Funan was the name Chinese sources gave to a kingdom centered on the Mekong delta, the earliest substantial Indianized polity in Southeast Asia. The name itself may be a Chinese rendering of a Khmer word for "mountain," and the kingdom's own people probably did not use it. What matters is what the Chinese described: a maritime state whose wealth came from controlling the sea routes that connected the Indian Ocean to the South China Sea, extracting tolls and providing services to the merchant ships that waited in its harbors for the monsoon winds to change.
Funan emerged in the first or second century CE and lasted until the mid-sixth, when it was absorbed by the rising Khmer kingdom of Chenla. Its importance lies less in its political history than in what it represented: the first sustained fusion of Indian cultural forms with a Southeast Asian society, a template that would be repeated across the region for the next thousand years.

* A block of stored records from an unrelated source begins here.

//! Integration tests for layout extraction
//!
//! These tests index the fixture project's resources from disk and run the
//! whole extract -> name -> emit pipeline.

use layoutbind::codegen::{BindingStyle, Emitter, FindViewEmitter};
use layoutbind::layout::{ExtractError, ExtractOptions, Extractor, LayoutResolver};
use layoutbind::{Config, Element, LayoutDirectory, NamingConvention};
use std::path::PathBuf;

/// Get the path to the fixture resource directory
fn res_path() -> PathBuf {
    PathBuf::from(env!("CARGO_MANIFEST_DIR")).join("tests/fixtures/app/src/main/res")
}

fn fixture_layouts() -> LayoutDirectory {
    LayoutDirectory::scan(&[res_path()], &Config::default())
}

fn extract(name: &str, options: ExtractOptions) -> Result<Vec<Element>, ExtractError> {
    let layouts = fixture_layouts();
    let root = layouts.root(name).expect("fixture layout should load");
    Extractor::with_options(options).extract_named(name, &root, &layouts)
}

fn ids(elements: &[Element]) -> Vec<&str> {
    elements.iter().map(|e| e.raw_id()).collect()
}

#[test]
fn test_fixture_index() {
    let layouts = fixture_layouts();
    let names: Vec<_> = layouts.names().collect();

    assert_eq!(
        names,
        ["activity_main", "bad_id", "cycle_a", "cycle_b", "empty_screen", "view_header"]
    );
    assert!(layouts
        .path_of("activity_main")
        .unwrap()
        .ends_with("layout/activity_main.xml"));
}

#[test]
fn test_activity_main_with_include() {
    let elements = extract("activity_main", ExtractOptions::default()).unwrap();

    assert_eq!(ids(&elements), ["header_icon", "title", "user_name", "submit_button"]);

    let types: Vec<_> = elements.iter().map(|e| e.type_name()).collect();
    assert_eq!(types, ["ImageView", "TextView", "EditText", "AppCompatButton"]);

    assert_eq!(elements[0].source().layout.as_deref(), Some("view_header"));
    assert_eq!(elements[2].source().layout, None);
    assert!(elements[2].source().offset.is_some());
}

#[test]
fn test_cycle_on_disk() {
    let err = extract("cycle_a", ExtractOptions::default()).unwrap_err();

    assert_eq!(
        err,
        ExtractError::IncludeCycle {
            chain: vec!["cycle_a".into(), "cycle_b".into(), "cycle_a".into()]
        }
    );
}

#[test]
fn test_strict_and_lenient_bad_id() {
    let err = extract("bad_id", ExtractOptions::default()).unwrap_err();
    assert!(matches!(err, ExtractError::InvalidIdentifier { ref value, .. } if value == "title_without_prefix"));

    let lenient = ExtractOptions {
        strict: false,
        ..ExtractOptions::default()
    };
    let elements = extract("bad_id", lenient).unwrap();
    assert_eq!(ids(&elements), ["ok"]);
}

#[test]
fn test_layout_without_ids() {
    let elements = extract("empty_screen", ExtractOptions::default()).unwrap();
    assert!(elements.is_empty());
}

#[test]
fn test_resolver_reuses_parsed_layouts() {
    let layouts = fixture_layouts();

    let first = layouts.resolve("view_header").unwrap();
    let second = layouts.resolve("view_header").unwrap();

    assert_eq!(first, second);
    assert!(layouts.resolve("view_missing").is_none());
}

#[test]
fn test_field_names_per_convention() {
    let elements = extract("activity_main", ExtractOptions::default()).unwrap();

    let names = |convention: NamingConvention| -> Vec<String> {
        elements
            .iter()
            .cloned()
            .map(|mut e| e.field_name(convention).to_string())
            .collect()
    };

    assert_eq!(
        names(NamingConvention::Snake),
        ["header_icon", "title", "user_name", "submit_button"]
    );
    assert_eq!(
        names(NamingConvention::Camel),
        ["headerIcon", "title", "userName", "submitButton"]
    );
    assert_eq!(
        names(NamingConvention::HungarianMember),
        ["mHeaderIcon", "mTitle", "mUserName", "mSubmitButton"]
    );
}

#[test]
fn test_butterknife_pipeline() {
    let mut elements = extract("activity_main", ExtractOptions::default()).unwrap();
    elements[3].include_click_handler = true;
    elements[0].include_field_declaration = false;

    let code = BindingStyle::ButterKnife
        .emitter("")
        .emit(&mut elements, NamingConvention::HungarianMember);

    assert!(!code.contains("R.id.header_icon"));
    assert!(code.contains("@BindView(R.id.title)\nTextView mTitle;"));
    assert!(code.contains("@BindView(R.id.submit_button)\nAppCompatButton mSubmitButton;"));
    assert!(code.contains(
        "@OnClick(R.id.submit_button)\nvoid submitButtonClick(AppCompatButton submitButton) {\n}"
    ));
}

#[test]
fn test_find_view_pipeline() {
    let mut elements = extract("activity_main", ExtractOptions::default()).unwrap();

    let code = FindViewEmitter::new("private").emit(&mut elements, NamingConvention::Camel);

    assert!(code.starts_with("private ImageView headerIcon;\n"));
    assert!(code.contains("    userName = root.findViewById(R.id.user_name);\n"));
}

The Mekong delta is one of the richest agricultural environments in Asia: flat, endlessly fertile, flooded annually by the river's monsoon surge. Rice grew with minimal effort in the alluvial soils. Fish were abundant in the rivers, canals, and flooded paddies. The delta's natural productivity freed a portion of the population from farming and allowed the development of a trading economy that connected the agricultural hinterland to the maritime world beyond.
Oc Eo, the kingdom's principal port, has yielded Roman coins, Indian jewelry, Chinese bronze mirrors, and locally produced gold ornaments. A merchant at Oc Eo in the third century handled goods from half the known world. The city sat on a network of canals that connected it to the coast and to inland settlements, an engineered landscape of waterways that served as both irrigation system and transportation network. A boatman poling a flat-bottomed craft through a canal at dawn, carrying rice and dried fish to the port market, traveled infrastructure that predated the kingdom itself and would outlast it.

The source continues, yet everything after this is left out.